What you are asked to do: Emit an exact copy of the lines running from the start of the records to the line containing "use tokio::fs::File;", both included.
----------
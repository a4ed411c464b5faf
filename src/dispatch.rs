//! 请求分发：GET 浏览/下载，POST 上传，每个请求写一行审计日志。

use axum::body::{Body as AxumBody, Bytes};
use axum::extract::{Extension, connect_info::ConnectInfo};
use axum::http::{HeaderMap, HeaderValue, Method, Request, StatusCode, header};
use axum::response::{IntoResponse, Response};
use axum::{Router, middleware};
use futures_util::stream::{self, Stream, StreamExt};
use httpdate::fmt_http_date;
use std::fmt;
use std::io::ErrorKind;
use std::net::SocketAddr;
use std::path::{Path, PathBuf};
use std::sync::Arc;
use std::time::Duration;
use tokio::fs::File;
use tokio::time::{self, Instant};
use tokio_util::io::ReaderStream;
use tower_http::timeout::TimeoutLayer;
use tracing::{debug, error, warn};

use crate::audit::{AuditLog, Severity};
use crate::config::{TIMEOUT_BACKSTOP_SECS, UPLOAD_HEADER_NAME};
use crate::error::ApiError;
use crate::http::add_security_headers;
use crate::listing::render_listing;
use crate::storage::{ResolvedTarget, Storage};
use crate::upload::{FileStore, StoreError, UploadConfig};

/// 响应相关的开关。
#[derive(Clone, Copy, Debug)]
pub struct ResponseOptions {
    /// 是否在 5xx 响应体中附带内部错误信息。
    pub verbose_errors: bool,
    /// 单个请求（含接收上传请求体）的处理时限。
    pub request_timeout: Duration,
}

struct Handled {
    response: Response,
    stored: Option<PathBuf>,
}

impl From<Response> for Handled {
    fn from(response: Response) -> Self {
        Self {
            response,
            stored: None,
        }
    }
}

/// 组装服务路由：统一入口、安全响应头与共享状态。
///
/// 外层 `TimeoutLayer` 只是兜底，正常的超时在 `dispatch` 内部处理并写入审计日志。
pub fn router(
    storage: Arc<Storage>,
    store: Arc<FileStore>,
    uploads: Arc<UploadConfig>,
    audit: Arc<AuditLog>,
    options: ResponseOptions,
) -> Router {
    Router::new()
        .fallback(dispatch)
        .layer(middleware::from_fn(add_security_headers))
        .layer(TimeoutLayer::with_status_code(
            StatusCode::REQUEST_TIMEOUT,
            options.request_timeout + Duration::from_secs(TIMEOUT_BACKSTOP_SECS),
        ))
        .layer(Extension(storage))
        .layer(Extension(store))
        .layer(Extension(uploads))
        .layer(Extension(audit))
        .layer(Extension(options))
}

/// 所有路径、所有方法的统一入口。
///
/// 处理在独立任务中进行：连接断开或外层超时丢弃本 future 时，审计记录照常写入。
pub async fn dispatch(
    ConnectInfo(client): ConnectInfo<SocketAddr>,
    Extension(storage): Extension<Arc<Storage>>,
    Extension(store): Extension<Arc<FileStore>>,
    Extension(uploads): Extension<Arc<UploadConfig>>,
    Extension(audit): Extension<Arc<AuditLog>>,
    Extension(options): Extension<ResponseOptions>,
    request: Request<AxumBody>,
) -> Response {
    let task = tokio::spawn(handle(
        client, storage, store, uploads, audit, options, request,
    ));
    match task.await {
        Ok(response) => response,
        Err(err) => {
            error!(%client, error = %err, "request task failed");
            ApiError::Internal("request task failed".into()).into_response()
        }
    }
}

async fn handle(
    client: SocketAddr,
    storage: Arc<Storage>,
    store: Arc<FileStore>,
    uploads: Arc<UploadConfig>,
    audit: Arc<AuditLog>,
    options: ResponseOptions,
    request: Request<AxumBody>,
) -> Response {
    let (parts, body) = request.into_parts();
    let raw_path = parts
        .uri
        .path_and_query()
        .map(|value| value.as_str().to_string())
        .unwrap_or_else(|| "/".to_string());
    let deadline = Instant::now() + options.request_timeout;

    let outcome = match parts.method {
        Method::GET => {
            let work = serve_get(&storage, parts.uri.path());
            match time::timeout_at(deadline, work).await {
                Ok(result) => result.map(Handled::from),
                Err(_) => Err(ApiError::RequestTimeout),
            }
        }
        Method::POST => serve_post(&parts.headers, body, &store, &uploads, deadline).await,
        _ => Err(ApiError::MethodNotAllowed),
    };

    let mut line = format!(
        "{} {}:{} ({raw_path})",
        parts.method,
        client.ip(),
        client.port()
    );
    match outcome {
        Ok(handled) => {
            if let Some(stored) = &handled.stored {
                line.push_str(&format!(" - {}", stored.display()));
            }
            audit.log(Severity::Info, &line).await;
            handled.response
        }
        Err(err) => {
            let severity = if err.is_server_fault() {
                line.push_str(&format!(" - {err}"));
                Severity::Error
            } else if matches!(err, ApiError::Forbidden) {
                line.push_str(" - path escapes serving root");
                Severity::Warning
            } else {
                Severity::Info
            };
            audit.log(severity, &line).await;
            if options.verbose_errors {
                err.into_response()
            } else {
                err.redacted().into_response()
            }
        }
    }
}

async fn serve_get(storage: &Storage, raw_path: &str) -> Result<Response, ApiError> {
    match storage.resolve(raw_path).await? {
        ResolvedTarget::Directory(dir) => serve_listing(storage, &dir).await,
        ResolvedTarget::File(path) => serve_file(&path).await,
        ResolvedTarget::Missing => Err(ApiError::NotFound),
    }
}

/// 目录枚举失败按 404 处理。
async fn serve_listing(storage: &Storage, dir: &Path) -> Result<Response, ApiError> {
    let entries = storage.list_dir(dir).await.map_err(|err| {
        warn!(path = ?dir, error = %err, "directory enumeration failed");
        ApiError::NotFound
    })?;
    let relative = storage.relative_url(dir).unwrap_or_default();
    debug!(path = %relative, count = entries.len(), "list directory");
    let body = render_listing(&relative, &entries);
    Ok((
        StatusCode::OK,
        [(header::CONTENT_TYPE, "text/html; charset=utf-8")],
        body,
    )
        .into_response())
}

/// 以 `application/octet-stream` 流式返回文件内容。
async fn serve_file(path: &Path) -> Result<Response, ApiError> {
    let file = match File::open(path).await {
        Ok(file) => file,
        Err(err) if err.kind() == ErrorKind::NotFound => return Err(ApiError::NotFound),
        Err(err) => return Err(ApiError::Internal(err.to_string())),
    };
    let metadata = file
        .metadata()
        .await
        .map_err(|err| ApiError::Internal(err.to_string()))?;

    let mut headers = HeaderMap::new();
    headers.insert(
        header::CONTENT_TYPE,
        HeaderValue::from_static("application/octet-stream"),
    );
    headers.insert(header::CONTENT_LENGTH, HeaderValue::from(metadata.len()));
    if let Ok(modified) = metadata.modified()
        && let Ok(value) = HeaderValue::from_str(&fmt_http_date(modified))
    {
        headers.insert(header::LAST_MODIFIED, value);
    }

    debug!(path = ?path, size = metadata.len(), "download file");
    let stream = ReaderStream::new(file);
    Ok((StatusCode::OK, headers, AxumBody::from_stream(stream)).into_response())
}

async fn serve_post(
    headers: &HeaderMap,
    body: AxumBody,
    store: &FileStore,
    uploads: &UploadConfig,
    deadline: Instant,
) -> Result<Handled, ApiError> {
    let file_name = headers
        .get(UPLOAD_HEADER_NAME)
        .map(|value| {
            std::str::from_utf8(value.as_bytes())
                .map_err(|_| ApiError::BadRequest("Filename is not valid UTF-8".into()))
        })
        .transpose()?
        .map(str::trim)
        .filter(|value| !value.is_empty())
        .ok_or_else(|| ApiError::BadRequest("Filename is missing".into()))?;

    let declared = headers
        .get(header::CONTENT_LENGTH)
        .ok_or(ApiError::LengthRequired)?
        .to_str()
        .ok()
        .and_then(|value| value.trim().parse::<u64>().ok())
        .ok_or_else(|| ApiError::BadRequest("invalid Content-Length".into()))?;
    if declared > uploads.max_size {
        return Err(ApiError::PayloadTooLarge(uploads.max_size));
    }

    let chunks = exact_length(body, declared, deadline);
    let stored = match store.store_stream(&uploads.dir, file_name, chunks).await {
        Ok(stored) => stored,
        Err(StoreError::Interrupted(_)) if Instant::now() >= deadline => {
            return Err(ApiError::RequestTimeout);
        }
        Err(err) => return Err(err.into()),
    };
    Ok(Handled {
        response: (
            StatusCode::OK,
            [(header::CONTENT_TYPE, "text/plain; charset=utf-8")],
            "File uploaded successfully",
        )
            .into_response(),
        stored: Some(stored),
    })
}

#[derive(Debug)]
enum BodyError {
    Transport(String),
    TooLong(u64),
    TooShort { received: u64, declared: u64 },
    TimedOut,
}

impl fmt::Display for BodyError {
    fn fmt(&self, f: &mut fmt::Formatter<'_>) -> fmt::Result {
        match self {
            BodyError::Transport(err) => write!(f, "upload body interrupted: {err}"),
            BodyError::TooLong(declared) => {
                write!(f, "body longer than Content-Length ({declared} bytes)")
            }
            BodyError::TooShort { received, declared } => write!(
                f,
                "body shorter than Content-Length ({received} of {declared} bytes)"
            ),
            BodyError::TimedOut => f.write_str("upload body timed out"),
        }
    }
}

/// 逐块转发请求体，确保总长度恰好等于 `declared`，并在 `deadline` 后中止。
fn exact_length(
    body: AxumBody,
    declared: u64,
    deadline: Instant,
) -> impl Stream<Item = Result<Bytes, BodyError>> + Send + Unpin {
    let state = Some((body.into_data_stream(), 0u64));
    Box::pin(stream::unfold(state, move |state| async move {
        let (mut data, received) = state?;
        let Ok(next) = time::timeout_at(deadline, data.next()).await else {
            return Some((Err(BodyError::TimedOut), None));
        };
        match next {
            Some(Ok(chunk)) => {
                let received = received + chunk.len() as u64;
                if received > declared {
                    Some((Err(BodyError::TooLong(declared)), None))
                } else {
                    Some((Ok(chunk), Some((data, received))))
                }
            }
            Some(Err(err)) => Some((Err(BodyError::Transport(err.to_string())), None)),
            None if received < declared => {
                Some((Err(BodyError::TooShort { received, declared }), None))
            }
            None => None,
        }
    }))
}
----------
Answer space:
repository a4ed411c464b5faf
filename src/dispatch.rs
//! 请求分发：GET 浏览/下载，POST 上传，每个请求写一行审计日志。

use axum::body::{Body as AxumBody, Bytes};
use axum::extract::{Extension, connect_info::ConnectInfo};
use axum::http::{HeaderMap, HeaderValue, Method, Request, StatusCode, header};
use axum::response::{IntoResponse, Response};
use axum::{Router, middleware};
use futures_util::stream::{self, Stream, StreamExt};
use httpdate::fmt_http_date;
use std::fmt;
use std::io::ErrorKind;
use std::net::SocketAddr;
use std::path::{Path, PathBuf};
use std::sync::Arc;
use std::time::Duration;
use tokio::fs::File;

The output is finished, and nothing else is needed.